Credit risk: The events of June 1998, which featured massive defaults,
resulted in the immediate executive review of the credit management function
in nearly every power shop. Since the power market today is dominated
by over-the-counter, phone-brokered trades, there is no performance guarantee
mechanism as seen in exchange markets6. In addition to standard OTC trading
credit mechanisms such as letters of credit, corporate guarantees, and
netting agreements, a prudent shop should now have real-time counterparty
exposure tracking. As traders enter deals into computer systems, net counterparty
exposure is monitored and automatically compared to trigger levels.

When exposure reaches defined trigger limits, credit action is usually
immediate: trading with the particular counterparty is halted until additional
credit is posted or outstanding balances are wired. Financial review of
prospective trading partners now occurs every quarter, typically, and
a group of credit professionals are wholly dedicated to counterparty selection
and rejection. This area is undergoing continual refinement.

Operational risk: Basing a summer trading portfolio upon flawless
operation of a generation asset could be catastrophic in the event of
plant failure. Power marketers with a large portfolio of generation assets
may choose to self-insure. Alternatively, power plant unit insurance is
now a viable product available from several large insurance concerns.
This insurance function is growing rapidly.

Accounting risk: An active power trading firm may trade positions
spanning 10 to 20 delivery locations, with corresponding transmission
positions and aligned fuel positions. These products may trade in monthly
contracts ranging from the current month out to two years, and in summer
contracts or calendar contracts out to five years. Further, the current
month contract is divided into ad-hoc delivery segments that change daily:
next-day, balance-of-week, next-week, and balance-of-month deals. Many
packaged and customized software systems are now offered to support financial
trading, trade capture, credit approval, position tracking, mark-to-market,
Value-at-Risk, exception reporting and on-demand data mining. However,
capturing the physical aspect of the industry remains a customized solution.
Use and support of these systems is an ongoing challenge, and cross-functional
systems integration will continue to evolve.

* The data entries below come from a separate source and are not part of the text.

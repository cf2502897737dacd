use std::sync::Arc;

use anyhow::Result;
use tracing::info;

mod application;
mod data;
mod domain;
mod infrastructure;
mod presentation;
mod server;

#[cfg(test)]
mod testing;

use application::auth_service::AuthService;
use application::category_service::CategoryService;
use application::play_log_service::PlayLogService;
use application::post_service::PostService;
use data::repositories::postgres::category_repository::PostgresCategoryRepository;
use data::repositories::postgres::play_log_repository::PostgresPlayLogRepository;
use data::repositories::postgres::post_repository::PostgresPostRepository;
use data::repositories::postgres::user_repository::PostgresUserRepository;
use domain::image_host::ImageHostPolicy;
use infrastructure::database::{create_pool, run_migrations};
use infrastructure::jwt::JwtService;
use infrastructure::logging::init_logging;
use infrastructure::seed::seed_demo_data;
use infrastructure::settings::Settings;
use presentation::AppState;

#[tokio::main]
async fn main() -> Result<()> {
    dotenvy::dotenv().ok();
    let settings = Settings::from_env()?;

    init_logging(&settings.log_level)?;

    let pool = create_pool(&settings.database_url, settings.database_max_connections).await?;
    run_migrations(&pool).await?;

    if settings.seed_demo_data {
        seed_demo_data(&pool).await?;
    }

    let jwt = Arc::new(JwtService::new(
        &settings.jwt_secret,
        settings.jwt_ttl_seconds,
    ));
    let images = ImageHostPolicy::new(&settings.image_host_allowlist);
    let play_logs = Arc::new(PostgresPlayLogRepository::new(pool.clone()));

    let auth_service = Arc::new(AuthService::new(
        Arc::new(PostgresUserRepository::new(pool.clone())),
        jwt.clone(),
        settings.registration_enabled,
    ));
    let post_service = Arc::new(PostService::new(
        Arc::new(PostgresPostRepository::new(pool.clone())),
        play_logs.clone(),
        images,
    ));
    let category_service = Arc::new(CategoryService::new(Arc::new(
        PostgresCategoryRepository::new(pool.clone()),
    )));
    let play_log_service = Arc::new(PlayLogService::new(play_logs));

    let state = AppState::new(
        auth_service,
        post_service,
        category_service,
        play_log_service,
        jwt,
    );

    info!(
        registration_enabled = settings.registration_enabled,
        "gamelog server starting"
    );
    server::run_http(&settings, state).await?;

    pool.close().await;
    Ok(())
}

Power trading demands an increasingly broad skill base in these areas
of risk management and the industry will undoubtedly see ongoing refinement
of these roles.

Quantitative Requirements and Staff Demands

The Power Marketing
Association
compiles a weekly online directory (www.powermarketers.com)
of power industry employment opportunities. Recently (07/31/00) the directory
listed 205 job openings of which fully 33 percent (67 openings) were for
quantitative analyst or risk analyst positions. In contrast, only 10 percent
(21 openings) were for trading or trading-related (e.g. trading management)
positions. This sampling of openings is reflective of the industry’s collective
realization that successfully trading power and managing the associated
risk is a highly technical endeavor. Power trading staff who were in the
industry in 1996 and 1997 recognize the staff transformation that has
occurred. While personal industry relationships and a fat Rolodex are
still helpful tools, entire quantitative analysis groups are now common
on most power trading floors.

Figure 3
Volatility comparison between power, crude, and natural gas

 

Figure 3 illustrates the volatility time series for the Into Cinergy
spot power, WTI Cushing prompt month, and Henry Hub spot natural gas daily
prices during the summer of 1999. The enormous volatility in spot power
is evident: the realized volatility for power in August approached 1,600
percent, compared to 30 percent to 40 percent for crude and natural gas.
Interestingly, those hydrocarbon products are avoided by many commercial
money managers due to their “extreme” volatility, which is dramatically
dominated by that of power. The volatility inherent in power prices necessitates
serious analytical firepower on the trading floor. There are several other
major analytical problems:

Spot price estimation: Spot prices during non-spike pricing periods
(usually non-summer months) are dependent upon the marginal cost of generation.
At each generation unit, this depends upon the characteristics of the
particular plant (heat rate, or amount of fuel required to produce one
megawatt-hour of power) and fuel costs (for fuel oil, natural gas, coal,
hydro motion, or nuclear energy). Forecasting the prevailing spot price
in a particular region then depends upon determining which plants are
on the margin, which is a difficult information problem by itself. Assessing
which regional plants are on the margin depends upon accurately modeling
load (power demand), which requires precise weather forecasts. It is also
necessary to forecast the price of fuel used by plants in the generation
stack. Unexpected events such as unplanned power plant outages and transmission
curtailment also play a large role. Accurately estimating spot prices
is not a trivial problem.

Forward price estimation/forecasting: Forward price forecasting
is another challenging problem. Forward prices depend upon forward fuel
prices, perceived future capacity/demand imbalances, and climate forecasting.
The power market is inefficient enough that a few large marketers can
also move prices in their favor, at least temporarily.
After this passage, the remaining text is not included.